The two stood at the base of the tree. Rockdale watched quietly as MacGammon took his survival vest off, folding it beside the tree. Rockdale noticed the flight suit was a darker, wetter green where the survival vest had been.

MacGammon nodded. “Don’t forget where we left our helmets. We’ll need them tonight.”

MacGammon took his gloves off and tucked them into the leg pockets of his flight suit. “Can climb better without them on.”

“You ready?”

“I’m as ready as I’ll ever be.”

Rockdale cupped his hands, the fingers interlaced. Just as MacGammon stuck his left foot into the hand cradle, moans brought them up short. MacGammon brought his foot down and both men looked, staring quietly at Carson. The swaying airman’s head came up slowly. The visor was still down on the dangling sailor’s helmet, hiding the face from the nose up.

“Carson! Carson!
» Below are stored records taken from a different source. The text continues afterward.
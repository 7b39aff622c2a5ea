//! Tests for core types, the exposure entry point, and config defaults.

use glam::Vec3;

use crate::components::Exposure;
use crate::config::SimConfig;
use crate::types::{planar_distance, smoothstep, wrap_angle, yaw_to_dir};

// ---- Geometry helpers ----

#[test]
fn test_planar_distance_ignores_altitude() {
    let a = Vec3::new(0.0, 100.0, 0.0);
    let b = Vec3::new(3.0, -50.0, 4.0);
    assert!((planar_distance(a, b) - 5.0).abs() < 1e-6);
}

#[test]
fn test_wrap_angle_range() {
    use std::f32::consts::PI;
    assert!((wrap_angle(3.0 * PI) - PI).abs() < 1e-5);
    assert!((wrap_angle(-0.1) + 0.1).abs() < 1e-6);
    assert!((wrap_angle(2.0 * PI)).abs() < 1e-5);
    for k in -8..8 {
        let a = 0.7 + k as f32 * std::f32::consts::TAU;
        assert!((wrap_angle(a) - 0.7).abs() < 1e-3);
    }
}

#[test]
fn test_yaw_dir_roundtrip() {
    let dir = yaw_to_dir(0.0);
    assert!((dir - Vec3::Z).length() < 1e-6, "yaw 0 should face +z");
    let dir = yaw_to_dir(std::f32::consts::FRAC_PI_2);
    assert!((dir - Vec3::X).length() < 1e-6, "yaw PI/2 should face +x");
}

#[test]
fn test_smoothstep_endpoints() {
    assert_eq!(smoothstep(0.0, 1.0, -1.0), 0.0);
    assert_eq!(smoothstep(0.0, 1.0, 2.0), 1.0);
    assert!((smoothstep(0.0, 1.0, 0.5) - 0.5).abs() < 1e-6);
}

// ---- Exposure entry point ----

#[test]
fn test_exposure_saturation_fires_once() {
    let mut exp = Exposure::default();
    assert!(!exp.apply(0.6));
    assert!(exp.apply(0.6), "crossing 1.0 should report the transition");
    assert_eq!(exp.value(), 1.0);
    assert!(
        !exp.apply(0.5),
        "already-saturated exposure must not re-trigger"
    );
    assert_eq!(exp.value(), 1.0, "exposure never exceeds 1.0");
}

#[test]
fn test_exposure_decay_floors_at_zero() {
    let mut exp = Exposure::default();
    exp.apply(0.3);
    exp.decay(0.1); // consumes the lit flag, no decay this pass
    assert!((exp.value() - 0.3).abs() < 1e-6);
    exp.decay(0.1);
    assert!((exp.value() - 0.2).abs() < 1e-6);
    exp.decay(10.0);
    assert_eq!(exp.value(), 0.0);
}

#[test]
fn test_exposure_lit_suppresses_one_decay_pass() {
    let mut exp = Exposure::default();
    exp.apply(0.5);
    assert!(exp.is_lit());
    exp.decay(0.2);
    assert!(!exp.is_lit());
    assert!((exp.value() - 0.5).abs() < 1e-6, "lit tick must not decay");
}

// ---- Config ----

#[test]
fn test_default_config_is_coherent() {
    let cfg = SimConfig::default();
    assert!(cfg.spawner.pool_size >= cfg.spawner.max_alive);
    assert!(cfg.spawner.min_radius < cfg.spawner.max_radius);
    assert!(cfg.beam.overheat_lo < cfg.beam.overheat_hi);
    assert!(cfg.motion.swoop.near_band < cfg.motion.swoop.far_band);
    assert!(cfg.motion.swoop.low_alt < cfg.motion.swoop.high_alt);
    let weights: f32 = cfg.spawner.sector_weights.iter().sum();
    assert!(weights > 0.0);
}

#[test]
fn test_config_roundtrips_through_json() {
    let cfg = SimConfig::default();
    let json = serde_json::to_string(&cfg).unwrap();
    let back: SimConfig = serde_json::from_str(&json).unwrap();
    assert_eq!(back.seed, cfg.seed);
    assert_eq!(back.spawner.max_alive, cfg.spawner.max_alive);
}
//! Events emitted by the simulation for the host's audio/VFX/UI feedback.
//!
//! The buffer is drained into each tick's snapshot; hosts that ignore an
//! event simply drop it, so every callback of the original surface is a
//! no-op by default.

use glam::Vec3;
use serde::{Deserialize, Serialize};

/// One tick's worth of simulation feedback.
#[derive(Debug, Clone, Serialize, Deserialize)]
#[serde(tag = "type")]
pub enum SimEvent {
    /// A wraith's exposure saturated and it began dissolving.
    WraithCleansed { position: Vec3 },
    /// A travel-distance wave fired.
    WaveSpawned { count: u32 },
    /// The beam heat latch tripped; firing is forced off.
    BeamOverheated,
    /// Heat fell back below the release threshold.
    BeamCooled,
    /// The focus entered a defense hotspot's radius.
    HotspotEngaged,
    /// Defense mode ended (cleared or focus left the radius).
    HotspotReleased,
    /// A sanctuary finished purifying.
    SanctuaryPurified {
        index: usize,
        completed: usize,
        total: usize,
    },
}
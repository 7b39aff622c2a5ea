//! Simulation engine for GLOAM.
//!
//! Owns the hecs ECS world, advances all systems once per host frame,
//! and produces `SimSnapshot`s for the renderer/HUD.

pub mod engine;
pub mod systems;
pub mod world_setup;

pub use engine::Simulation;
pub use gloam_core as core;
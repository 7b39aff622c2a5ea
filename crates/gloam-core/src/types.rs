//! Fundamental geometric and simulation types.
//!
//! Simulation space is y-up: x/z span the ground plane, y is altitude.
//! All distances are meters, all angles radians, all durations seconds.

use glam::{Vec2, Vec3};
use serde::{Deserialize, Serialize};

/// Length below which a direction vector is treated as zero (no movement,
/// no normalization) to avoid NaN/Infinity from near-degenerate inputs.
pub const DIR_EPSILON: f32 = 1e-4;

/// Simulation time tracking.
#[derive(Debug, Clone, Copy, Default, Serialize, Deserialize)]
pub struct SimTime {
    /// Current tick number (increments by 1 each tick).
    pub tick: u64,
    /// Elapsed simulation time in seconds.
    pub elapsed_secs: f32,
}

impl SimTime {
    /// Advance by one tick of `dt` seconds.
    pub fn advance(&mut self, dt: f32) {
        self.tick += 1;
        self.elapsed_secs += dt;
    }
}

/// Project a point onto the ground plane.
pub fn planar(v: Vec3) -> Vec2 {
    Vec2::new(v.x, v.z)
}

/// Horizontal distance between two points (ignoring altitude).
pub fn planar_distance(a: Vec3, b: Vec3) -> f32 {
    planar(a).distance(planar(b))
}

/// Yaw angle of a planar direction (0 = +z, clockwise toward +x).
pub fn dir_to_yaw(dir: Vec3) -> f32 {
    dir.x.atan2(dir.z)
}

/// Unit direction on the ground plane for a yaw angle.
pub fn yaw_to_dir(yaw: f32) -> Vec3 {
    Vec3::new(yaw.sin(), 0.0, yaw.cos())
}

/// Wrap an angle difference into `[-PI, PI]`.
pub fn wrap_angle(a: f32) -> f32 {
    let tau = std::f32::consts::TAU;
    let wrapped = a.rem_euclid(tau);
    if wrapped > std::f32::consts::PI {
        wrapped - tau
    } else {
        wrapped
    }
}

/// Hermite smoothstep of `x` between `edge0` and `edge1`.
pub fn smoothstep(edge0: f32, edge1: f32, x: f32) -> f32 {
    let t = ((x - edge0) / (edge1 - edge0)).clamp(0.0, 1.0);
    t * t * (3.0 - 2.0 * t)
}

/// Linear interpolation between `a` and `b`.
pub fn lerp(a: f32, b: f32, t: f32) -> f32 {
    a + (b - a) * t
}
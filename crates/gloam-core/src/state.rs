//! Simulation snapshot: the complete visible state handed to the host each
//! tick. Everything here is serde-serializable so hosts can ship it across
//! an FFI/IPC boundary and tests can compare whole runs byte-for-byte.

use glam::Vec3;
use serde::{Deserialize, Serialize};

use crate::enums::{SanctuaryState, WraithPhase};
use crate::events::SimEvent;
use crate::types::SimTime;

/// Complete simulation state after one tick.
#[derive(Debug, Clone, Default, Serialize, Deserialize)]
pub struct SimSnapshot {
    pub time: SimTime,
    pub wraiths: Vec<WraithView>,
    pub beam: BeamView,
    pub sanctuaries: Vec<SanctuaryView>,
    pub spawner: SpawnerDebug,
    pub events: Vec<SimEvent>,
}

/// One active wraith, as the renderer sees it.
#[derive(Debug, Clone, Serialize, Deserialize)]
pub struct WraithView {
    /// Stable entity id (hecs entity index).
    pub id: u32,
    pub position: Vec3,
    pub yaw: f32,
    pub phase: WraithPhase,
    /// Illumination accumulated, 0..1.
    pub exposure: f32,
    /// Dissolve scalar for the shader: 1 = hidden, 0 = manifest.
    pub veil: f32,
    /// Whether this wraith is currently guarding a hotspot.
    pub guarding: bool,
}

/// Beam status for the HUD.
#[derive(Debug, Clone, Default, Serialize, Deserialize)]
pub struct BeamView {
    pub firing: bool,
    pub heat: f32,
    pub overheated: bool,
    pub half_angle: f32,
    pub range: f32,
    /// Best-weighted wraith in the cone this tick, if any.
    pub focus: Option<BeamFocusView>,
}

/// The beam's current best target.
#[derive(Debug, Clone, Copy, Serialize, Deserialize)]
pub struct BeamFocusView {
    pub id: u32,
    pub weight: f32,
    pub distance: f32,
}

/// One sanctuary's progress.
#[derive(Debug, Clone, Serialize, Deserialize)]
pub struct SanctuaryView {
    pub position: Vec3,
    pub state: SanctuaryState,
    /// Accumulated hold, 0..hold_secs.
    pub charge: f32,
    pub hold_secs: f32,
}

/// Read-only spawner internals for debug overlays.
#[derive(Debug, Clone, Default, Serialize, Deserialize)]
pub struct SpawnerDebug {
    pub alive: usize,
    /// Current capacity including any hotspot boost.
    pub cap: usize,
    pub pool_free: usize,
    /// Seconds until the next timed spawn attempt.
    pub next_spawn_secs: f32,
    /// A defense hotspot is configured.
    pub defense_mode: bool,
    /// The focus is currently inside the hotspot radius.
    pub hotspot_engaged: bool,
    /// Focus travel accumulated toward the next wave (meters).
    pub wave_travel: f32,
    /// Remaining wave cooldown (seconds).
    pub wave_cooldown: f32,
}
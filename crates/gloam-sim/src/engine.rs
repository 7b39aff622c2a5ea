//! Simulation engine: the core of the game.
//!
//! `Simulation` owns the hecs world, the seeded RNG, and the spawner, beam,
//! and sanctuary resources. The host render loop calls `tick(dt, &frame)`
//! once per animation frame; pausing is simply not calling `tick` (no timer
//! advances, and each tick's work is self-contained). Completely headless,
//! enabling deterministic testing.

use std::collections::VecDeque;

use hecs::World;
use rand::SeedableRng;
use rand_chacha::ChaCha8Rng;

use gloam_core::commands::SimCommand;
use gloam_core::config::SimConfig;
use gloam_core::events::SimEvent;
use gloam_core::external::Frame;
use gloam_core::state::{SimSnapshot, SpawnerDebug};
use gloam_core::types::SimTime;

use crate::systems;
use crate::systems::beam::{BeamFocus, BeamState};
use crate::systems::sanctuary::SanctuaryField;
use crate::systems::spawner::{Hotspot, SpawnerState};
use crate::world_setup;

/// The simulation. Owns the ECS world and all per-run state.
pub struct Simulation {
    world: World,
    time: SimTime,
    rng: ChaCha8Rng,
    config: SimConfig,
    spawner: SpawnerState,
    beam: BeamState,
    sanctuaries: SanctuaryField,
    command_queue: VecDeque<SimCommand>,
    events: Vec<SimEvent>,
}

impl Simulation {
    /// Create a new simulation. The whole wraith pool is constructed here;
    /// gameplay never allocates or destroys entities.
    pub fn new(config: SimConfig) -> Self {
        let mut world = World::new();
        let pool = world_setup::init_pool(&mut world, config.spawner.pool_size, &config.motion);
        let spawner = SpawnerState::new(pool, &config.spawner);
        let beam = BeamState::new(&config.beam);
        let sanctuaries = SanctuaryField::new(&config.sanctuary_positions);
        let rng = ChaCha8Rng::seed_from_u64(config.seed);

        Self {
            world,
            time: SimTime::default(),
            rng,
            config,
            spawner,
            beam,
            sanctuaries,
            command_queue: VecDeque::new(),
            events: Vec::new(),
        }
    }

    /// Queue a host command for processing at the next tick boundary.
    pub fn queue_command(&mut self, command: SimCommand) {
        self.command_queue.push_back(command);
    }

    /// Advance the simulation by one tick and return the resulting snapshot.
    ///
    /// System order matches the data dependencies: the spawner mutates the
    /// active set, the beam reads this tick's positions, and the sanctuaries
    /// read this tick's aim (and may force spawns back through the spawner).
    pub fn tick(&mut self, dt: f32, frame: &Frame) -> SimSnapshot {
        self.process_commands(frame);

        systems::spawner::run(
            &mut self.world,
            &mut self.rng,
            &mut self.spawner,
            &self.config.spawner,
            &self.config.motion,
            frame,
            dt,
            &mut self.events,
        );
        systems::wraith_ai::run(
            &mut self.world,
            &self.config.lifecycle,
            &self.config.motion,
            &self.config.spawner.guard,
            frame,
            dt,
        );
        systems::beam::run(
            &mut self.world,
            &mut self.beam,
            &self.config.beam,
            frame,
            dt,
            &mut self.events,
        );
        systems::sanctuary::run(
            &mut self.world,
            &mut self.rng,
            &mut self.sanctuaries,
            &self.config.sanctuary,
            &self.beam,
            &mut self.spawner,
            &self.config.spawner,
            &self.config.motion,
            frame,
            dt,
            &mut self.events,
        );

        self.time.advance(dt);

        let events = std::mem::take(&mut self.events);
        systems::snapshot::build(
            &self.world,
            self.time,
            &self.spawner,
            &self.config.spawner,
            &self.beam,
            &self.sanctuaries,
            &self.config.sanctuary,
            events,
        )
    }

    /// Spawn one wraith immediately. Returns false when the pool is empty,
    /// capacity is full, or no valid placement was found; never an error.
    pub fn force_spawn_now(&mut self, frame: &Frame) -> bool {
        systems::spawner::force_spawn(
            &mut self.world,
            &mut self.rng,
            &mut self.spawner,
            &self.config.spawner,
            &self.config.motion,
            frame,
        )
    }

    /// Set the beam trigger state directly (hosts may prefer the command
    /// queue for input-driven changes).
    pub fn set_firing(&mut self, firing: bool) {
        self.beam.set_firing(firing);
    }

    /// The beam's best target this tick.
    pub fn beam_focus(&self) -> Option<BeamFocus> {
        self.beam.focus_info()
    }

    /// Read-only spawner internals.
    pub fn debug_info(&self) -> SpawnerDebug {
        self.spawner.debug_info(&self.config.spawner)
    }

    /// Nearest sanctuary to `pos`: `(index, planar distance)`.
    pub fn nearest_sanctuary(&self, pos: glam::Vec3) -> Option<(usize, f32)> {
        self.sanctuaries.nearest_info(pos)
    }

    /// Nearest not-yet-purified sanctuary.
    pub fn nearest_incomplete_sanctuary(&self, pos: glam::Vec3) -> Option<(usize, f32)> {
        self.sanctuaries.nearest_incomplete(pos)
    }

    /// Get the current simulation time.
    pub fn time(&self) -> SimTime {
        self.time
    }

    /// Get a read-only reference to the ECS world.
    pub fn world(&self) -> &World {
        &self.world
    }

    /// Get a read-only reference to the sanctuary field.
    pub fn sanctuaries(&self) -> &SanctuaryField {
        &self.sanctuaries
    }

    /// Process all queued commands.
    fn process_commands(&mut self, frame: &Frame) {
        while let Some(command) = self.command_queue.pop_front() {
            self.handle_command(command, frame);
        }
    }

    fn handle_command(&mut self, command: SimCommand, frame: &Frame) {
        match command {
            SimCommand::SetFiring { firing } => self.beam.set_firing(firing),
            SimCommand::WidenBeam => self.beam.widen(&self.config.beam),
            SimCommand::NarrowBeam => self.beam.narrow(&self.config.beam),
            SimCommand::ExtendBeam => self.beam.extend(&self.config.beam),
            SimCommand::ShortenBeam => self.beam.shorten(&self.config.beam),
            SimCommand::SetDefenseHotspot {
                center,
                radius,
                cap_boost,
                interval_mul,
            } => {
                systems::spawner::set_hotspot(
                    &mut self.spawner,
                    Hotspot {
                        center,
                        radius,
                        cap_boost,
                        interval_mul,
                    },
                );
            }
            SimCommand::ClearDefenseHotspot => {
                systems::spawner::clear_hotspot(
                    &mut self.world,
                    &mut self.spawner,
                    &self.config.spawner,
                    &self.config.motion,
                    &mut self.events,
                );
            }
            SimCommand::ForceSpawn => {
                self.force_spawn_now(frame);
            }
            SimCommand::Reset => {
                systems::spawner::reset(&mut self.world, &mut self.spawner, &self.config.spawner);
                self.time = SimTime::default();
            }
        }
    }
}
//! Enumeration types used throughout the simulation.

use serde::{Deserialize, Serialize};

/// Wraith lifecycle phase.
#[derive(Debug, Clone, Copy, Default, PartialEq, Eq, Serialize, Deserialize)]
pub enum WraithPhase {
    /// In the pool, invisible, not eligible for targeting or culling.
    #[default]
    Dormant,
    /// Manifesting out of the canopy, veil fading in.
    Emerging,
    /// Fully manifest and pursuing its target.
    Hunting,
    /// Saturated by the beam, veil fading out.
    Dissolving,
}

/// How a culled wraith leaves the world.
#[derive(Debug, Clone, Copy, Default, PartialEq, Eq, Serialize, Deserialize)]
pub enum DespawnStyle {
    /// Returned to the pool immediately (no visual).
    #[default]
    Recycle,
    /// Forced into the dissolve fade first.
    Dissolve,
}

/// Sanctuary progress state.
#[derive(Debug, Clone, Copy, Default, PartialEq, Eq, Serialize, Deserialize)]
pub enum SanctuaryState {
    /// Not currently charging.
    #[default]
    Idle,
    /// Beam held on the sanctuary, charge accumulating.
    Purifying,
    /// Fully charged. Terminal, never regresses.
    Done,
}

/// Placement sector relative to the planar view direction.
#[derive(Debug, Clone, Copy, PartialEq, Eq, Serialize, Deserialize)]
pub enum SpawnSector {
    Forward,
    Behind,
    Left,
    Right,
}

impl SpawnSector {
    /// Yaw offset of the sector center from the view yaw (radians).
    pub fn yaw_offset(self) -> f32 {
        use std::f32::consts::{FRAC_PI_2, PI};
        match self {
            Self::Forward => 0.0,
            Self::Behind => PI,
            Self::Left => -FRAC_PI_2,
            Self::Right => FRAC_PI_2,
        }
    }
}
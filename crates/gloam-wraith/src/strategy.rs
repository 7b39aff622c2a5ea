//! Target resolution.
//!
//! One dispatch function reads the `TargetStrategy` tag and produces this
//! tick's pursuit point. Guards additionally manage their own alert timer;
//! the caller reacts to the returned edge by boosting or restoring the
//! wraith's speed.

use glam::Vec3;

use gloam_core::components::TargetStrategy;
use gloam_core::config::GuardConfig;
use gloam_core::types::{planar_distance, yaw_to_dir};

/// Whether a guard's boosted pursuit started or ended this tick.
#[derive(Debug, Clone, Copy, PartialEq, Eq)]
pub enum BoostEdge {
    None,
    Started,
    Ended,
}

/// Resolve the pursuit point for this tick, advancing guard orbit/alert
/// state in place.
pub fn resolve_target(
    strategy: &mut TargetStrategy,
    position: Vec3,
    focus: Vec3,
    cfg: &GuardConfig,
    dt: f32,
) -> (Vec3, BoostEdge) {
    match strategy {
        TargetStrategy::Chase => (focus, BoostEdge::None),
        TargetStrategy::Guard {
            center,
            radius,
            trigger_dist,
            orbit_phase,
            alert_remaining,
        } => {
            if *alert_remaining > 0.0 {
                *alert_remaining -= dt;
                if *alert_remaining <= 0.0 {
                    *alert_remaining = 0.0;
                    let orbit = *center + yaw_to_dir(*orbit_phase) * *radius;
                    return (orbit, BoostEdge::Ended);
                }
                return (focus, BoostEdge::None);
            }

            let focus_near = planar_distance(focus, *center) < *trigger_dist
                || planar_distance(focus, position) < *trigger_dist;
            if focus_near {
                *alert_remaining = cfg.chase_secs;
                (focus, BoostEdge::Started)
            } else {
                *orbit_phase += cfg.orbit_rate * dt;
                (*center + yaw_to_dir(*orbit_phase) * *radius, BoostEdge::None)
            }
        }
    }
}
You okay?” Rockdale shouted, his hands cupped around his mouth. Moans answered him.

“Stetson! You son of a bitch! Wake up and answer us! If you can’t answer us, then at least unlatch your chest strap.”

Carson’s head rose and turned several times. It seemed to wobble on his neck. Rockdale pulled his handkerchief out and wiped his forehead and face. Carson must have hit his head coming through the trees. For him to be out this long, his concussion had to be worse than the one he suffered falling out of the tree.

Rockdale and MacGammon waved their arms over their heads, both shouting at Carson, “Over here. We’re over here.”

Carson’s head swiveled until he looked in their direction. Rockdale saw Carson’s lips moving, but neither man could hear what he was saying. “You hear anything?”

“His lips are moving.”

“Listen.”

Rockdale shut his eyes, concentrating on listening.